A variant of Citlali or Xitlali, adapted through Spanish spelling traditions from a name meaning 'star.'
Xitllali is a name of profound Nahuatl heritage, a variant of Citlali or Citlalli, which translates directly as "star" from the classical Nahuatl word "citlalin." Nahuatl was the lingua franca of the Aztec empire and remains spoken today by over one and a half million people in Mexico, making it one of the most linguistically vital of all indigenous American languages. For the Mexica (Aztec) civilization, stars held cosmological and calendrical significance far beyond the decorative — the night sky was a living map of divine order, and the star goddess Citlalicue ("she of the star skirt") was one of the primordial creator deities in the Nahuatl creation narrative.

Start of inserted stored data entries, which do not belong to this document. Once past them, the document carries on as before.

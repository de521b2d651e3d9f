//! Core catalog engine: the record model, repository layer, and query
//! compiler for a scientific-data metadata catalog (files, datasets,
//! namespaces, users/roles, named queries, and the parameter-category
//! validator that governs their metadata).
//!
//! The query engine (DNF compiler, dataset-selector compiler, and
//! basic-query planner) lives in [`query`] and is deliberately pure: every
//! compiler takes an [`query::AliasGen`] and returns SQL text, with no
//! connection of its own. [`repo`] is the only module that talks to
//! Postgres.

pub mod access;
pub mod config;
pub mod error;
pub mod ingest;
pub mod model;
pub mod names;
pub mod query;
pub mod repo;

pub use config::Config;
pub use error::{CatalogError, CatalogResult, MetaFieldError};

use sqlx::postgres::PgPoolOptions;

/// A connected catalog: a pool plus the config it was built from.
/// Free functions in [`repo`] take a pool or transaction directly; this
/// exists mainly to bundle connection setup (statement timeout) in one
/// place, mirroring how the pack's services construct their pool once at
/// startup rather than threading config through every call.
pub struct Catalog {
    pub pool: sqlx::PgPool,
    pub config: Config,
}

impl Catalog {
    pub async fn connect(config: Config) -> CatalogResult<Self> {
        let statement_timeout_ms = config.statement_timeout.map(|d| d.as_millis() as i64);
        let pool = PgPoolOptions::new()
            .after_connect(move |conn, _meta| {
                Box::pin(async move {
                    if let Some(ms) = statement_timeout_ms {
                        sqlx::query(&format!("set statement_timeout = {ms}"))
                            .execute(&mut *conn)
                            .await?;
                    }
                    Ok(())
                })
            })
            .connect(&config.database_url)
            .await?;
        Ok(Catalog { pool, config })
    }

    pub fn pool(&self) -> &sqlx::PgPool {
        &self.pool
    }
}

To name a child "star" was to place them within this vast cosmological frame. The X in Xitllali follows the original orthographic convention of colonial-era Nahuatl, in which X represented the "sh" sound (pronounced roughly "shee-TLA-lee"), preserving the phonetics of the original language against later Hispanicized spellings. This makes Xitllali not an invented or decorative modification but the more authentically rooted form of the name.

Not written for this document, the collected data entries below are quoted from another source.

//! DNF compiler (component D, §4.D): translates a DNF expression tree over
//! the file-metadata attribute algebra into a single SQL boolean
//! expression, combining direct column comparisons for fixed columns with
//! JSON-path predicates (`@@`, `@?`, `?`, `jsonb_array_length`) for
//! metadata keys.
//!
//! Grounded on `metacat/db/dbobjects2.py`'s `MetaExpressionDNF.sql_and`/
//! `sql`, adapted into a pure function over the `ast` types instead of a
//! stateful object walking an external parser's node tree. A couple of
//! source quirks are cleaned up rather than reproduced verbatim (see
//! DESIGN.md): `not_present` now applies the outer negation the spec calls
//! for, and `not_in_set` on `array_length` absorbs negation the same way
//! `not_in_range` does, instead of the source's redundant double-negation.

use crate::error::{CatalogError, CatalogResult};
use crate::query::ast::{AndTerm, ArgShape, CmpOp, Dnf, Literal, Op, Predicate};

/// Attributes backed by a typed column rather than a JSON metadata key
/// (GLOSSARY "Fixed column").
pub const FIXED_COLUMNS: &[&str] = &["creator", "created_timestamp", "name", "namespace", "size"];

pub fn is_fixed_column(name: &str) -> bool {
    !name.contains('.') && FIXED_COLUMNS.contains(&name)
}

fn sql_literal(lit: &Literal) -> String {
    match lit {
        Literal::Bool(b) => if *b { "true" } else { "false" }.to_string(),
        Literal::Int(i) => i.to_string(),
        Literal::Float(f) => format!("{f}"),
        Literal::Str(s) => format!("'{}'", s.replace('\'', "''")),
        Literal::Null => "null".to_string(),
    }
}

fn json_literal(lit: &Literal) -> String {
    match lit {
        Literal::Str(s) => serde_json::to_string(s).expect("string always serializes"),
        other => sql_literal(other),
    }
}

/// Quotes a bare SQL string argument (e.g. to `?` or `->`), as opposed to
/// a jsonpath string.
fn sql_quote(raw: &str) -> String {
    format!("'{}'", raw.replace('\'', "''"))
}

/// JSON-escapes and quotes an attribute name for use inside a jsonpath
/// expression, i.e. the `<name>` in `$."<name>"` (§4.D invariant (c)).
fn json_path_name(name: &str) -> String {
    serde_json::to_string(name).expect("string always serializes")
}

fn cmp_symbol(op: CmpOp) -> &'static str {
    match op {
        CmpOp::Eq => "=",
        CmpOp::Ne => "!=",
        CmpOp::Lt => "<",
        CmpOp::Le => "<=",
        CmpOp::Gt => ">",
        CmpOp::Ge => ">=",
        CmpOp::Match => "~",
        CmpOp::IMatch => "~*",
        CmpOp::NotMatch => "!~",
        CmpOp::NotIMatch => "!~*",
    }
}

fn json_cmp_symbol(op: CmpOp) -> &'static str {
    match op {
        CmpOp::Eq => "==",
        other => cmp_symbol(other),
    }
}

/// Where a non-fixed attribute's JSON path predicate is anchored:
/// `$."name"`, `$."name"[i]`, or `$."name"[*]`.
fn json_subscript(arg: &ArgShape) -> CatalogResult<String> {
    match arg {
        ArgShape::Scalar { .. } => Ok(String::new()),
        ArgShape::ArraySubscript { index, .. } => Ok(format!("[{}]", json_literal(index))),
        ArgShape::ArrayAny { .. } => Ok("[*]".to_string()),
        ArgShape::ArrayLength { .. } => Err(CatalogError::query_compile(
            "array_length has no json subscript form",
        )),
    }
}

/// Validates that a fixed-column attribute is addressed with the plain
/// `scalar` shape; fixed columns aren't arrays, so subscript/any/length
/// access on one is a compile error (§4.D "Failure modes").
fn require_scalar(arg: &ArgShape) -> CatalogResult<()> {
    match arg {
        ArgShape::Scalar { .. } => Ok(()),
        other => Err(CatalogError::query_compile(format!(
            "fixed column '{}' cannot be addressed with {:?}",
            other.name(),
            other
        ))),
    }
}

fn compile_present(name: &str, table: &str, want_present: bool) -> String {
    if is_fixed_column(name) {
        if want_present { "true" } else { "false" }.to_string()
    } else {
        let base = format!("{table}.metadata ? {}", sql_quote(name));
        if want_present {
            base
        } else {
            format!("not ({base})")
        }
    }
}

fn compile_range(
    arg: &ArgShape,
    table: &str,
    low: &Literal,
    high: &Literal,
    not_in_range: bool,
    neg: bool,
) -> CatalogResult<(String, bool)> {
    let name = arg.name();
    if is_fixed_column(name) {
        require_scalar(arg)?;
        let between = format!(
            "{table}.{name} between {} and {}",
            sql_literal(low),
            sql_literal(high)
        );
        let term = if not_in_range {
            format!("not ({between})")
        } else {
            between
        };
        return Ok((term, false));
    }
    match arg {
        ArgShape::ArrayLength { .. } => {
            let not_kw = if not_in_range == neg { "" } else { "not" };
            let term = format!(
                "jsonb_array_length({table}.metadata -> {}) {not_kw} between {} and {}",
                sql_quote(name),
                sql_literal(low),
                sql_literal(high)
            )
            .replace("  ", " ");
            Ok((term, true)) // absorbed: neg already folded into not_kw
        }
        ArgShape::Scalar { .. } | ArgShape::ArraySubscript { .. } | ArgShape::ArrayAny { .. } => {
            let subscript = json_subscript(arg)?;
            let path = json_path_name(name);
            let inner = if not_in_range {
                format!("@ < {} || @ > {}", json_literal(low), json_literal(high))
            } else {
                format!("@ >= {} && @ <= {}", json_literal(low), json_literal(high))
            };
            let term = format!("{table}.metadata @? {}", sql_quote(&format!("$.{path}{subscript} ? ({inner})")));
            Ok((term, false))
        }
    }
}

fn compile_set(
    arg: &ArgShape,
    table: &str,
    set: &[Literal],
    not_in_set: bool,
    neg: bool,
) -> CatalogResult<(String, bool)> {
    let name = arg.name();
    if is_fixed_column(name) {
        require_scalar(arg)?;
        let values = set.iter().map(sql_literal).collect::<Vec<_>>().join(",");
        let term = format!("{table}.{name} in ({values})");
        let term = if not_in_set { format!("not ({term})") } else { term };
        return Ok((term, false));
    }
    match arg {
        ArgShape::ArrayLength { .. } => {
            let values = set.iter().map(sql_literal).collect::<Vec<_>>().join(",");
            let not_kw = if not_in_set == neg { "" } else { "not" };
            let term = format!(
                "jsonb_array_length({table}.metadata -> {}) {not_kw} in ({values})",
                sql_quote(name)
            )
            .replace("  ", " ");
            Ok((term, true))
        }
        ArgShape::Scalar { .. } | ArgShape::ArraySubscript { .. } | ArgShape::ArrayAny { .. } => {
            let subscript = json_subscript(arg)?;
            let path = json_path_name(name);
            let inner = if not_in_set {
                set.iter()
                    .map(|v| format!("@ != {}", json_literal(v)))
                    .collect::<Vec<_>>()
                    .join(" && ")
            } else {
                set.iter()
                    .map(|v| format!("@ == {}", json_literal(v)))
                    .collect::<Vec<_>>()
                    .join(" || ")
            };
            let term = format!("{table}.metadata @? {}", sql_quote(&format!("$.{path}{subscript} ? ({inner})")));
            Ok((term, false))
        }
    }
}

fn compile_cmp(arg: &ArgShape, table: &str, op: CmpOp, value: &Literal) -> CatalogResult<String> {
    let name = arg.name();
    if is_fixed_column(name) {
        require_scalar(arg)?;
        return Ok(format!("{table}.{name} {} {}", cmp_symbol(op), sql_literal(value)));
    }
    match arg {
        ArgShape::ArrayLength { .. } => {
            if op.is_regex() {
                return Err(CatalogError::query_compile(
                    "regex comparison is not valid on length(...)",
                ));
            }
            Ok(format!(
                "jsonb_array_length({table}.metadata -> {}) {} {}",
                sql_quote(name),
                cmp_symbol(op),
                json_literal(value)
            ))
        }
        ArgShape::Scalar { .. } | ArgShape::ArraySubscript { .. } | ArgShape::ArrayAny { .. } => {
            let subscript = json_subscript(arg)?;
            let path = json_path_name(name);
            if op.is_regex() {
                let Literal::Str(pattern) = value else {
                    return Err(CatalogError::query_compile("regex operand must be a string"));
                };
                let negate_predicate = matches!(op, CmpOp::NotMatch | CmpOp::NotIMatch);
                let case_insensitive = matches!(op, CmpOp::IMatch | CmpOp::NotIMatch);
                let flag = if case_insensitive { " flag \"i\"" } else { "" };
                let mut predicate = format!("@ like_regex {}{flag}", json_literal(&Literal::Str(pattern.clone())));
                if negate_predicate {
                    predicate = format!("!({predicate})");
                }
                Ok(format!(
                    "{table}.metadata @? {}",
                    sql_quote(&format!("$.{path}{subscript} ? ({predicate})"))
                ))
            } else {
                Ok(format!(
                    "{table}.metadata @@ {}",
                    sql_quote(&format!("$.{path}{subscript} {} {}", json_cmp_symbol(op), json_literal(value)))
                ))
            }
        }
    }
}

/// Compiles one atomic predicate to a parenthesized SQL boolean term.
pub fn compile_predicate(p: &Predicate, table: &str) -> CatalogResult<String> {
    let (term, absorbed) = match &p.op {
        Op::Present => (compile_present(p.arg.name(), table, !p.neg), true),
        Op::NotPresent => (compile_present(p.arg.name(), table, p.neg), true),
        Op::Cmp(op, value) => (compile_cmp(&p.arg, table, *op, value)?, false),
        Op::InRange(low, high) => compile_range(&p.arg, table, low, high, false, p.neg)?,
        Op::NotInRange(low, high) => compile_range(&p.arg, table, low, high, true, p.neg)?,
        Op::InSet(set) => compile_set(&p.arg, table, set, false, p.neg)?,
        Op::NotInSet(set) => compile_set(&p.arg, table, set, true, p.neg)?,
    };
    if absorbed || !p.neg {
        Ok(term)
    } else {
        Ok(format!("not ({term})"))
    }
}

/// Compiles an AND-term: `(p1) and (p2) ...` (§4.D rule 7).
pub fn compile_and_term(term: &AndTerm, table: &str) -> CatalogResult<String> {
    let parts = term
        .iter()
        .map(|p| compile_predicate(p, table).map(|t| format!("({t})")))
        .collect::<CatalogResult<Vec<_>>>()?;
    Ok(parts.join(" and "))
}

/// Compiles a full DNF predicate. Returns `None` for an empty DNF, meaning
/// "no WHERE clause" (§4.D rule 7, §8 boundary behavior).
pub fn compile_dnf(dnf: &Dnf, table: &str) -> CatalogResult<Option<String>> {
    if dnf.is_empty() {
        return Ok(None);
    }
    let terms = dnf
        .iter()
        .map(|t| compile_and_term(t, table))
        .collect::<CatalogResult<Vec<_>>>()?;
    let sql = terms.join(" or ");
    tracing::trace!(sql = %sql, "compiled DNF");
    Ok(Some(sql))
}

#[cfg(test)]
mod tests {
    use super::*;

    fn scalar(name: &str) -> ArgShape {
        ArgShape::Scalar { name: name.into() }
    }

    #[test]
    fn empty_dnf_has_no_where_clause() {
        assert_eq!(compile_dnf(&vec![], "f").unwrap(), None);
    }

    #[test]
    fn fixed_column_equality() {
        let p = Predicate::new(scalar("creator"), Op::Cmp(CmpOp::Eq, Literal::Str("alice".into())), false);
        assert_eq!(compile_predicate(&p, "f").unwrap(), "f.creator = 'alice'");
    }

    #[test]
    fn json_top_level_key_equality_scenario_1() {
        // §8 scenario 1: run == 4242 -> metadata @@ '$."run" == 4242'
        let p = Predicate::new(scalar("run"), Op::Cmp(CmpOp::Eq, Literal::Int(4242)), false);
        assert_eq!(compile_predicate(&p, "f").unwrap(), "f.metadata @@ '$.\"run\" == 4242'");
    }

    #[test]
    fn array_any_regex_scenario_2() {
        // §8 scenario 2
        let arg = ArgShape::ArrayAny { name: "files".into() };
        let p = Predicate::new(arg, Op::Cmp(CmpOp::IMatch, Literal::Str("\\.root$".into())), false);
        let sql = compile_predicate(&p, "f").unwrap();
        assert_eq!(
            sql,
            "f.metadata @? '$.\"files\"[*] ? (@ like_regex \"\\\\.root$\" flag \"i\")'"
        );
    }

    #[test]
    fn array_length_not_between_scenario_3() {
        // §8 scenario 3: not length(parents) between 2 and 5
        let arg = ArgShape::ArrayLength { name: "parents".into() };
        let p = Predicate::new(arg, Op::InRange(Literal::Int(2), Literal::Int(5)), true);
        let sql = compile_predicate(&p, "f").unwrap();
        assert_eq!(
            sql,
            "jsonb_array_length(f.metadata -> 'parents') not between 2 and 5"
        );
    }

    #[test]
    fn double_negated_array_length_range_cancels() {
        let arg = ArgShape::ArrayLength { name: "parents".into() };
        let p = Predicate::new(arg, Op::NotInRange(Literal::Int(2), Literal::Int(5)), true);
        let sql = compile_predicate(&p, "f").unwrap();
        assert_eq!(sql, "jsonb_array_length(f.metadata -> 'parents')  between 2 and 5".replace("  ", " "));
    }

    #[test]
    fn in_set_json_path() {
        let arg = ArgShape::Scalar { name: "site".into() };
        let p = Predicate::new(
            arg,
            Op::InSet(vec![Literal::Str("A".into()), Literal::Str("B".into())]),
            false,
        );
        let sql = compile_predicate(&p, "f").unwrap();
        assert_eq!(sql, "f.metadata @? '$.\"site\" ? (@ == \"A\" || @ == \"B\")'");
    }

    #[test]
    fn not_present_on_json_key_is_negated() {
        let p = Predicate::new(scalar("run"), Op::NotPresent, false);
        assert_eq!(compile_predicate(&p, "f").unwrap(), "not (f.metadata ? 'run')");
    }

    #[test]
    fn present_on_fixed_column_is_constant_true() {
        let p = Predicate::new(scalar("creator"), Op::Present, false);
        assert_eq!(compile_predicate(&p, "f").unwrap(), "true");
    }

    #[test]
    fn rejects_array_subscript_on_fixed_column() {
        let arg = ArgShape::ArraySubscript { name: "size".into(), index: Literal::Int(0) };
        let p = Predicate::new(arg, Op::Cmp(CmpOp::Eq, Literal::Int(1)), false);
        assert!(compile_predicate(&p, "f").is_err());
    }

    #[test]
    fn and_term_joins_with_and() {
        let p1 = Predicate::new(scalar("creator"), Op::Cmp(CmpOp::Eq, Literal::Str("alice".into())), false);
        let p2 = Predicate::new(scalar("run"), Op::Present, false);
        let sql = compile_and_term(&vec![p1, p2], "f").unwrap();
        assert_eq!(sql, "(f.creator = 'alice') and (f.metadata ? 'run')");
    }

    #[test]
    fn dnf_joins_and_terms_with_or() {
        let p1 = Predicate::new(scalar("run"), Op::Cmp(CmpOp::Eq, Literal::Int(1)), false);
        let p2 = Predicate::new(scalar("run"), Op::Cmp(CmpOp::Eq, Literal::Int(2)), false);
        let sql = compile_dnf(&vec![vec![p1], vec![p2]], "f").unwrap().unwrap();
        assert_eq!(sql, "(f.metadata @@ '$.\"run\" == 1') or (f.metadata @@ '$.\"run\" == 2')");
    }
}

In contemporary Mexico and among Mexican-American communities, names of Nahuatl origin — Xochitl, Citlali, Itzzel, Tlalli — have experienced a powerful cultural revival as expressions of indigenous identity and pride. Xitllali carries all of this: astronomical wonder, a living language's survival, and the particular beauty of a name that has been spoken under the same stars for centuries.